»»
//! REC lifecycle integration tests
//!
//! Mint, purchase, and retire against the in-process token ledger and a
//! scratch SQLite store, including the failure policies: the not-associated
//! retry contract, the wipe-to-burn retire fallback, and the no-double-sell
//! guarantee under concurrent purchases.

use std::sync::Arc;

use async_trait::async_trait;
use tempfile::TempDir;

use ecoledger_node::ledger::token::TokenLedger;
use ecoledger_node::ledger::{LedgerError, LedgerGateway, TxReceipt};
use ecoledger_node::recs::store::{RecStatus, RecStore};
use ecoledger_node::recs::{MintRequest, RecError, RecService};

const TREASURY: &str = "0.0.2";
const BUYER: &str = "0.0.9";

fn service() -> (RecService, Arc<TokenLedger>, TempDir) {
    let dir = TempDir::new().unwrap();
    let ledger = Arc::new(TokenLedger::new(Some(TREASURY.to_string())));
    let store = RecStore::open(dir.path()).unwrap();
    let service = RecService::new(store, ledger.clone());
    (service, ledger, dir)
}

fn solar_100() -> MintRequest {
    MintRequest {
        energy_source: "solar".to_string(),
        location: "Mojave Desert, CA".to_string(),
        mwh: 100,
        price: 45.0,
        generation_date: "2024-07-01".to_string(),
    }
}

#[tokio::test]
async fn test_mint_purchase_retire_end_to_end() {
    let (service, ledger, _dir) = service();

    // Mint: token created, local record available and treasury-owned
    let minted = service.mint(solar_100()).await.unwrap();
    assert_eq!(minted.rec.status, RecStatus::Available);
    assert_eq!(minted.rec.owner_id, TREASURY);
    assert_eq!(minted.rec.mwh, 100);
    assert_eq!(ledger.supply(&minted.token_id), 100);

    // Purchase: transfer settles, ownership moves, one trade at 100 * 45
    ledger.associate(&minted.token_id, BUYER).unwrap();
    service.purchase(&minted.rec.id, BUYER).await.unwrap();

    let rec = service.get(&minted.rec.id).await.unwrap();
    assert_eq!(rec.status, RecStatus::Sold);
    assert_eq!(rec.owner_id, BUYER);
    assert_eq!(ledger.balance(&minted.token_id, BUYER), 100);

    let trades = service.trades_for(&minted.rec.id).await.unwrap();
    assert_eq!(trades.len(), 1);
    assert_eq!(trades[0].amount, 4500.0);
    assert_eq!(trades[0].buyer_id, BUYER);
    assert_eq!(trades[0].seller_id, TREASURY);

    // Retire: wipe hits the buyer's balance and the status goes terminal
    service.retire(&minted.rec.id).await.unwrap();
    let rec = service.get(&minted.rec.id).await.unwrap();
    assert_eq!(rec.status, RecStatus::Retired);
    assert_eq!(ledger.supply(&minted.token_id), 0);
}

#[tokio::test]
async fn test_purchase_without_association_aborts_cleanly() {
    let (service, _ledger, _dir) = service();
    let minted = service.mint(solar_100()).await.unwrap();

    let err = service.purchase(&minted.rec.id, BUYER).await.unwrap_err();
    match err {
        RecError::NotAssociated { token_id } => assert_eq!(token_id, minted.token_id),
        other => panic!("expected NotAssociated, got {other:?}"),
    }

    // No local state was touched
    let rec = service.get(&minted.rec.id).await.unwrap();
    assert_eq!(rec.status, RecStatus::Available);
    assert_eq!(rec.owner_id, TREASURY);
    assert!(service.trades_for(&minted.rec.id).await.unwrap().is_empty());
}

#[tokio::test]
async fn test_concurrent_purchases_single_winner() {
    let (service, ledger, _dir) = service();
    let minted = service.mint(solar_100()).await.unwrap();
    ledger.associate(&minted.token_id, "0.0.8").unwrap();
    ledger.associate(&minted.token_id, "0.0.9").unwrap();

    let service = Arc::new(service);
    let (a, b) = tokio::join!(
        {
            let service = service.clone();
            let id = minted.rec.id.clone();
            async move { service.purchase(&id, "0.0.8").await }
        },
        {
            let service = service.clone();
            let id = minted.rec.id.clone();
            async move { service.purchase(&id, "0.0.9").await }
        }
    );

    // Exactly one purchase settles; the loser observes a typed failure
    assert_eq!(a.is_ok() as u8 + b.is_ok() as u8, 1);

    let rec = service.get(&minted.rec.id).await.unwrap();
    assert_eq!(rec.status, RecStatus::Sold);
    assert_eq!(service.trades_for(&minted.rec.id).await.unwrap().len(), 1);
}

#[tokio::test]
async fn test_purchase_of_sold_rec_conflicts() {
    let (service, ledger, _dir) = service();
    let minted = service.mint(solar_100()).await.unwrap();
    ledger.associate(&minted.token_id, BUYER).unwrap();
    service.purchase(&minted.rec.id, BUYER).await.unwrap();

    let err = service.purchase(&minted.rec.id, "0.0.8").await.unwrap_err();
    assert!(matches!(err, RecError::InvalidState(_)));
}

#[tokio::test]
async fn test_purchase_unknown_rec_is_not_found() {
    let (service, _ledger, _dir) = service();
    let err = service.purchase("no-such-rec", BUYER).await.unwrap_err();
    assert!(matches!(err, RecError::NotFound));
}

#[tokio::test]
async fn test_unconfigured_ledger_fails_before_any_mutation() {
    let dir = TempDir::new().unwrap();
    let ledger = Arc::new(TokenLedger::new(None));
    let store = RecStore::open(dir.path()).unwrap();
    let service = RecService::new(store, ledger);

    let err = service.mint(solar_100()).await.unwrap_err();
    assert!(matches!(
        err,
        RecError::Ledger(LedgerError::NotConfigured)
    ));
}

#[tokio::test]
async fn test_retire_of_treasury_held_rec_burns() {
    let (service, ledger, _dir) = service();
    let minted = service.mint(solar_100()).await.unwrap();

    // The treasury still holds the issuance, so the wipe is refused and
    // the retire must fall back to a burn
    service.retire(&minted.rec.id).await.unwrap();

    let rec = service.get(&minted.rec.id).await.unwrap();
    assert_eq!(rec.status, RecStatus::Retired);
    assert_eq!(ledger.supply(&minted.token_id), 0);
    assert_eq!(ledger.balance(&minted.token_id, TREASURY), 0);
}

#[tokio::test]
async fn test_retire_twice_conflicts() {
    let (service, _ledger, _dir) = service();
    let minted = service.mint(solar_100()).await.unwrap();
    service.retire(&minted.rec.id).await.unwrap();

    let err = service.retire(&minted.rec.id).await.unwrap_err();
    assert!(matches!(err, RecError::InvalidState(_)));
}

/// Gateway whose destructive operations always fail, for exercising the
/// both-paths-failed retire outcome.
struct BrokenRetireGateway;

#[async_trait]
impl LedgerGateway for BrokenRetireGateway {
    fn is_configured(&self) -> bool {
        true
    }

    fn operator_account(&self) -> Option<String> {
        Some(TREASURY.to_string())
    }

    async fn create_token(
        &self,
        _name: &str,
        _symbol: &str,
        _initial_supply: u64,
    ) -> Result<String, LedgerError> {
        Ok("0.0.9999".to_string())
    }

    async fn transfer(
        &self,
        _token_id: &str,
        _from: &str,
        _to: &str,
        _amount: u64,
    ) -> Result<TxReceipt, LedgerError> {
        Ok(TxReceipt {
            transaction_id: "0.0.2@1".to_string(),
            status: "SUCCESS".to_string(),
        })
    }

    async fn wipe(
        &self,
        _token_id: &str,
        _account_id: &str,
        _amount: u64,
    ) -> Result<TxReceipt, LedgerError> {
        Err(LedgerError::Rejected("wipe refused".to_string()))
    }

    async fn burn(&self, _token_id: &str, _amount: u64) -> Result<TxReceipt, LedgerError> {
        Err(LedgerError::Network("node unreachable".to_string()))
    }
}

#[tokio::test]
async fn test_retire_with_both_paths_failing_leaves_record_unchanged() {
    let dir = TempDir::new().unwrap();
    let store = RecStore::open(dir.path()).unwrap();
    let service = RecService::new(store, Arc::new(BrokenRetireGateway));

    let minted = service.mint(solar_100()).await.unwrap();
    let err = service.retire(&minted.rec.id).await.unwrap_err();
    assert!(matches!(err, RecError::RetireFailed { .. }));

    // No partial status update
    let rec = service.get(&minted.rec.id).await.unwrap();
    assert_eq!(rec.status, RecStatus::Available);
}

#[tokio::test]
async fn test_seed_if_empty_is_idempotent() {
    let (service, _ledger, _dir) = service();

    service.seed_if_empty().await.unwrap();
    let listed = service.list_available().await.unwrap();
    assert_eq!(listed.len(), 3);
    assert!(listed.iter().all(|r| r.token_id.is_none()));

    service.seed_if_empty().await.unwrap();
    assert_eq!(service.list_available().await.unwrap().len(), 3);
}

#[tokio::test]
async fn test_portfolio_stats() {
    let (service, ledger, _dir) = service();

    let first = service.mint(solar_100()).await.unwrap();
    let second = service
        .mint(MintRequest {
            energy_source: "wind".to_string(),
            location: "Texas Wind Farm".to_string(),
            mwh: 50,
            price: 40.0,
            generation_date: "2024-07-01".to_string(),
        })
        .await
        .unwrap();

    ledger.associate(&first.token_id, BUYER).unwrap();
    ledger.associate(&second.token_id, BUYER).unwrap();
    service.purchase(&first.rec.id, BUYER).await.unwrap();
    service.purchase(&second.rec.id, BUYER).await.unwrap();

    let (recs, stats) = service.portfolio(BUYER).await.unwrap();
    assert_eq!(recs.len(), 2);
    assert_eq!(stats.total_recs, 2);
    assert_eq!(stats.total_mwh, 150);
    assert_eq!(stats.total_spent, 100.0 * 45.0 + 50.0 * 40.0);
    assert!((stats.carbon_offset - 60.0).abs() < 1e-9);
}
««
[PROBLEM TO WORK ON] Working from the records above, write out verbatim only the lines from the line containing "async fn test_seed_if_empty_is_idempotent()" through the line containing "let first = service.mint(solar_100()).await.unwrap();".

[ANSWER BOX]
async fn test_seed_if_empty_is_idempotent() {
    let (service, _ledger, _dir) = service();

    service.seed_if_empty().await.unwrap();
    let listed = service.list_available().await.unwrap();
    assert_eq!(listed.len(), 3);
    assert!(listed.iter().all(|r| r.token_id.is_none()));

    service.seed_if_empty().await.unwrap();
    assert_eq!(service.list_available().await.unwrap().len(), 3);
}

#[tokio::test]
async fn test_portfolio_stats() {
    let (service, ledger, _dir) = service();

    let first = service.mint(solar_100()).await.unwrap();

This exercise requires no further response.